* Work item
Exact repetition is the task: copy every entry below.

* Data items
......

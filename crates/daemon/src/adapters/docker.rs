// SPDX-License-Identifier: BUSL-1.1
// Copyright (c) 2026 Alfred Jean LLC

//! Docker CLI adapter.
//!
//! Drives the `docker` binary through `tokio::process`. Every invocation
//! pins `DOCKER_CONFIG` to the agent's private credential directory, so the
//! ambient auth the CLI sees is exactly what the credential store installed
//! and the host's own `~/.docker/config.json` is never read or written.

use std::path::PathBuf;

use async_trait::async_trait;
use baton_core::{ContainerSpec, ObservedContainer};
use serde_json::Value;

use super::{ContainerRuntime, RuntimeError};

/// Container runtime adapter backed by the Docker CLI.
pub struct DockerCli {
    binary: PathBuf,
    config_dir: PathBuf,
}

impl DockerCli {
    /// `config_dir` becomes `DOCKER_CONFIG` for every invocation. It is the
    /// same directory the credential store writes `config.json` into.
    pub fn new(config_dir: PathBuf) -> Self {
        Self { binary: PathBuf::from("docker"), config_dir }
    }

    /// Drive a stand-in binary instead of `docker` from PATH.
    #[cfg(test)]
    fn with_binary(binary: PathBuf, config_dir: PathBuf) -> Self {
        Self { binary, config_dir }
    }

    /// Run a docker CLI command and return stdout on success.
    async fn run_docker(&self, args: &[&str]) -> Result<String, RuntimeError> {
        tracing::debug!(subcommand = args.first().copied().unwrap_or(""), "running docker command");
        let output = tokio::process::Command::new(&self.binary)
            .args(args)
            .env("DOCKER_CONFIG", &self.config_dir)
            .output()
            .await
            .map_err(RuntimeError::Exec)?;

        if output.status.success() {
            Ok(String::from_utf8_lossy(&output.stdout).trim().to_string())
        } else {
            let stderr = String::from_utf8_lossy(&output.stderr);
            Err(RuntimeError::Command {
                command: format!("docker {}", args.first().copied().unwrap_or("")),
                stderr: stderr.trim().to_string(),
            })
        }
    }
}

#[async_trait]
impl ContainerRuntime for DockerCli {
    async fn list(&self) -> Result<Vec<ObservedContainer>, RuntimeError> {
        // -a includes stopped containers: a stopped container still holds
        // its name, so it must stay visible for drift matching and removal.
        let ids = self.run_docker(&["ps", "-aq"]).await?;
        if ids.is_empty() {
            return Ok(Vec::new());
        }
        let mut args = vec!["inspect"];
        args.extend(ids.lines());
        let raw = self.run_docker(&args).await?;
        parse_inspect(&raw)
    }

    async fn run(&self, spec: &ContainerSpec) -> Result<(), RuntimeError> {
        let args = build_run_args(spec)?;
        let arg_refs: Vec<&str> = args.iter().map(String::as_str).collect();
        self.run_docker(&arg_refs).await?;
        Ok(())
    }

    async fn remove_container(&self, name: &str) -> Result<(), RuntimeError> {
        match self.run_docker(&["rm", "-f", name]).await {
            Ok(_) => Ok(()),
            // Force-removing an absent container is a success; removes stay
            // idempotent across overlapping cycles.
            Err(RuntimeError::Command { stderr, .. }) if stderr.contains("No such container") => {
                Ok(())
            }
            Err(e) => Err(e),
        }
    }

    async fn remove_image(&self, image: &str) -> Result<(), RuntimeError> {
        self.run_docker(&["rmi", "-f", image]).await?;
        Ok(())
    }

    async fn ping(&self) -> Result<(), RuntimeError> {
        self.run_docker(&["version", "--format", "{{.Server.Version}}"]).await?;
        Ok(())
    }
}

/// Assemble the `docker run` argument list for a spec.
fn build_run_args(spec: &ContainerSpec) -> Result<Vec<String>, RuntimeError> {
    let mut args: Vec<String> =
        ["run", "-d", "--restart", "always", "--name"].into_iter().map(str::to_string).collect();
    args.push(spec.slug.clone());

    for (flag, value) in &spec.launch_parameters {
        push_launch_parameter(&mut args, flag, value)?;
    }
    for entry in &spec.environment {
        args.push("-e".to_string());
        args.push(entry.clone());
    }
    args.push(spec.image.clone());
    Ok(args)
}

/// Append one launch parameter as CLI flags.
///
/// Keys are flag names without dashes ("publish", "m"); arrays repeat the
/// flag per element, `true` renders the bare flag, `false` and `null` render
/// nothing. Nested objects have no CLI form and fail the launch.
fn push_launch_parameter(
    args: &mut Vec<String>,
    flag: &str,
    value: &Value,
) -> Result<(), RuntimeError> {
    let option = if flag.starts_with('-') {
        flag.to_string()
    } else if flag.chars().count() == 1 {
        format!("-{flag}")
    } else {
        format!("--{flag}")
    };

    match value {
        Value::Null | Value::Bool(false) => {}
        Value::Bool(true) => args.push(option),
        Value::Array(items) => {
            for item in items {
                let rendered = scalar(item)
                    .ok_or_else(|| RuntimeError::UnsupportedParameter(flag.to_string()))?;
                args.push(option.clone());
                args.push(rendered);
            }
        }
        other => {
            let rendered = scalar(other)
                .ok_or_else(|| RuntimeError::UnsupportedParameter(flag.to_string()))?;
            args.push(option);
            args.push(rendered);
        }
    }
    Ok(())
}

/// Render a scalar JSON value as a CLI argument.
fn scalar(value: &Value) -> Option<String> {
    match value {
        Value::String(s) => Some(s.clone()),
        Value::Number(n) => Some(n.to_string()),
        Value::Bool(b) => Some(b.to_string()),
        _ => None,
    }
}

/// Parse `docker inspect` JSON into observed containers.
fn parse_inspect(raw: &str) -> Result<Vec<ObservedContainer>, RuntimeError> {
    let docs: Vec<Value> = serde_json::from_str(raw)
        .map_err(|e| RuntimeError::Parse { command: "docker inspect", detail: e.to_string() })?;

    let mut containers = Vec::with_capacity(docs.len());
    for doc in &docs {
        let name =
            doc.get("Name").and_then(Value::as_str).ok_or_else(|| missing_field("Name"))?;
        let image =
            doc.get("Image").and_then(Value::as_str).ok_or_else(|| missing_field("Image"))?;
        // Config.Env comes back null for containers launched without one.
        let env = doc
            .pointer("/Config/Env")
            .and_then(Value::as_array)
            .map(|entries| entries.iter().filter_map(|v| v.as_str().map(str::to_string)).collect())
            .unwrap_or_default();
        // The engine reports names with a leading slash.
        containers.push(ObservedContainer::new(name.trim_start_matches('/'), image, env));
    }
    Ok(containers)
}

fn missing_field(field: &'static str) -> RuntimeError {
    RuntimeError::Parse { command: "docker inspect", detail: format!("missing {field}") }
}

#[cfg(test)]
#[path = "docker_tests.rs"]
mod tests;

......

* Exercise output
filename crates/daemon/src/adapters/docker.rs
// SPDX-License-Identifier: BUSL-1.1
// Copyright (c) 2026 Alfred Jean LLC

//! Docker CLI adapter.
//!
//! Drives the `docker` binary through `tokio::process`. Every invocation
//! pins `DOCKER_CONFIG` to the agent's private credential directory, so the
//! ambient auth the CLI sees is exactly what the credential store installed
//! and the host's own `~/.docker/config.json` is never read or written.

use std::path::PathBuf;

use async_trait::async_trait;
use baton_core::{ContainerSpec, ObservedContainer};
use serde_json::Value;

use super::{ContainerRuntime, RuntimeError};

/// Container runtime adapter backed by the Docker CLI.
pub struct DockerCli {
    binary: PathBuf,
    config_dir: PathBuf,
}

impl DockerCli {
    /// `config_dir` becomes `DOCKER_CONFIG` for every invocation. It is the
    /// same directory the credential store writes `config.json` into.
    pub fn new(config_dir: PathBuf) -> Self {
        Self { binary: PathBuf::from("docker"), config_dir }
    }

    /// Drive a stand-in binary instead of `docker` from PATH.
    #[cfg(test)]
    fn with_binary(binary: PathBuf, config_dir: PathBuf) -> Self {
        Self { binary, config_dir }
    }

    /// Run a docker CLI command and return stdout on success.
    async fn run_docker(&self, args: &[&str]) -> Result<String, RuntimeError> {
        tracing::debug!(subcommand = args.first().copied().unwrap_or(""), "running docker command");
        let output = tokio::process::Command::new(&self.binary)
            .args(args)
            .env("DOCKER_CONFIG", &self.config_dir)
            .output()
            .await
            .map_err(RuntimeError::Exec)?;

        if output.status.success() {
            Ok(String::from_utf8_lossy(&output.stdout).trim().to_string())
        } else {
            let stderr = String::from_utf8_lossy(&output.stderr);
            Err(RuntimeError::Command {
                command: format!("docker {}", args.first().copied().unwrap_or("")),
                stderr: stderr.trim().to_string(),
            })
        }
    }
}

#[async_trait]
impl ContainerRuntime for DockerCli {
    async fn list(&self) -> Result<Vec<ObservedContainer>, RuntimeError> {
        // -a includes stopped containers: a stopped container still holds
        // its name, so it must stay visible for drift matching and removal.
        let ids = self.run_docker(&["ps", "-aq"]).await?;
        if ids.is_empty() {
            return Ok(Vec::new());
        }
        let mut args = vec!["inspect"];
        args.extend(ids.lines());
        let raw = self.run_docker(&args).await?;
        parse_inspect(&raw)
    }

    async fn run(&self, spec: &ContainerSpec) -> Result<(), RuntimeError> {
        let args = build_run_args(spec)?;
        let arg_refs: Vec<&str> = args.iter().map(String::as_str).collect();
        self.run_docker(&arg_refs).await?;
        Ok(())
    }

    async fn remove_container(&self, name: &str) -> Result<(), RuntimeError> {
        match self.run_docker(&["rm", "-f", name]).await {
            Ok(_) => Ok(()),
            // Force-removing an absent container is a success; removes stay
            // idempotent across overlapping cycles.
            Err(RuntimeError::Command { stderr, .. }) if stderr.contains("No such container") => {
                Ok(())
            }
            Err(e) => Err(e),
        }
    }

    async fn remove_image(&self, image: &str) -> Result<(), RuntimeError> {
        self.run_docker(&["rmi", "-f", image]).await?;
        Ok(())
    }

    async fn ping(&self) -> Result<(), RuntimeError> {
        self.run_docker(&["version", "--format", "{{.Server.Version}}"]).await?;
        Ok(())
    }
}

/// Assemble the `docker run` argument list for a spec.
fn build_run_args(spec: &ContainerSpec) -> Result<Vec<String>, RuntimeError> {
    let mut args: Vec<String> =
        ["run", "-d", "--restart", "always", "--name"].into_iter().map(str::to_string).collect();
    args.push(spec.slug.clone());

    for (flag, value) in &spec.launch_parameters {
        push_launch_parameter(&mut args, flag, value)?;
    }
    for entry in &spec.environment {
        args.push("-e".to_string());
        args.push(entry.clone());
    }
    args.push(spec.image.clone());
    Ok(args)
}

/// Append one launch parameter as CLI flags.
///
/// Keys are flag names without dashes ("publish", "m"); arrays repeat the
/// flag per element, `true` renders the bare flag, `false` and `null` render
/// nothing. Nested objects have no CLI form and fail the launch.
fn push_launch_parameter(
    args: &mut Vec<String>,
    flag: &str,
    value: &Value,
) -> Result<(), RuntimeError> {
    let option = if flag.starts_with('-') {
        flag.to_string()
    } else if flag.chars().count() == 1 {
        format!("-{flag}")
    } else {
        format!("--{flag}")
    };

    match value {
        Value::Null | Value::Bool(false) => {}
        Value::Bool(true) => args.push(option),
        Value::Array(items) => {
            for item in items {
                let rendered = scalar(item)
                    .ok_or_else(|| RuntimeError::UnsupportedParameter(flag.to_string()))?;
                args.push(option.clone());
                args.push(rendered);
            }
        }
        other => {
            let rendered = scalar(other)
                .ok_or_else(|| RuntimeError::UnsupportedParameter(flag.to_string()))?;
            args.push(option);
            args.push(rendered);
        }
    }
    Ok(())
}

/// Render a scalar JSON value as a CLI argument.
fn scalar(value: &Value) -> Option<String> {
    match value {
        Value::String(s) => Some(s.clone()),
        Value::Number(n) => Some(n.to_string()),
        Value::Bool(b) => Some(b.to_string()),
        _ => None,
    }
}

/// Parse `docker inspect` JSON into observed containers.
fn parse_inspect(raw: &str) -> Result<Vec<ObservedContainer>, RuntimeError> {
    let docs: Vec<Value> = serde_json::from_str(raw)
        .map_err(|e| RuntimeError::Parse { command: "docker inspect", detail: e.to_string() })?;

    let mut containers = Vec::with_capacity(docs.len());
    for doc in &docs {
        let name =
            doc.get("Name").and_then(Value::as_str).ok_or_else(|| missing_field("Name"))?;
        let image =
            doc.get("Image").and_then(Value::as_str).ok_or_else(|| missing_field("Image"))?;
        // Config.Env comes back null for containers launched without one.
        let env = doc
            .pointer("/Config/Env")
            .and_then(Value::as_array)
            .map(|entries| entries.iter().filter_map(|v| v.as_str().map(str::to_string)).collect())
            .unwrap_or_default();
        // The engine reports names with a leading slash.
        containers.push(ObservedContainer::new(name.trim_start_matches('/'), image, env));
    }
    Ok(containers)
}

fn missing_field(field: &'static str) -> RuntimeError {
    RuntimeError::Parse { command: "docker inspect", detail: format!("missing {field}") }
}

#[cfg(test)]
#[path = "docker_tests.rs"]
mod tests;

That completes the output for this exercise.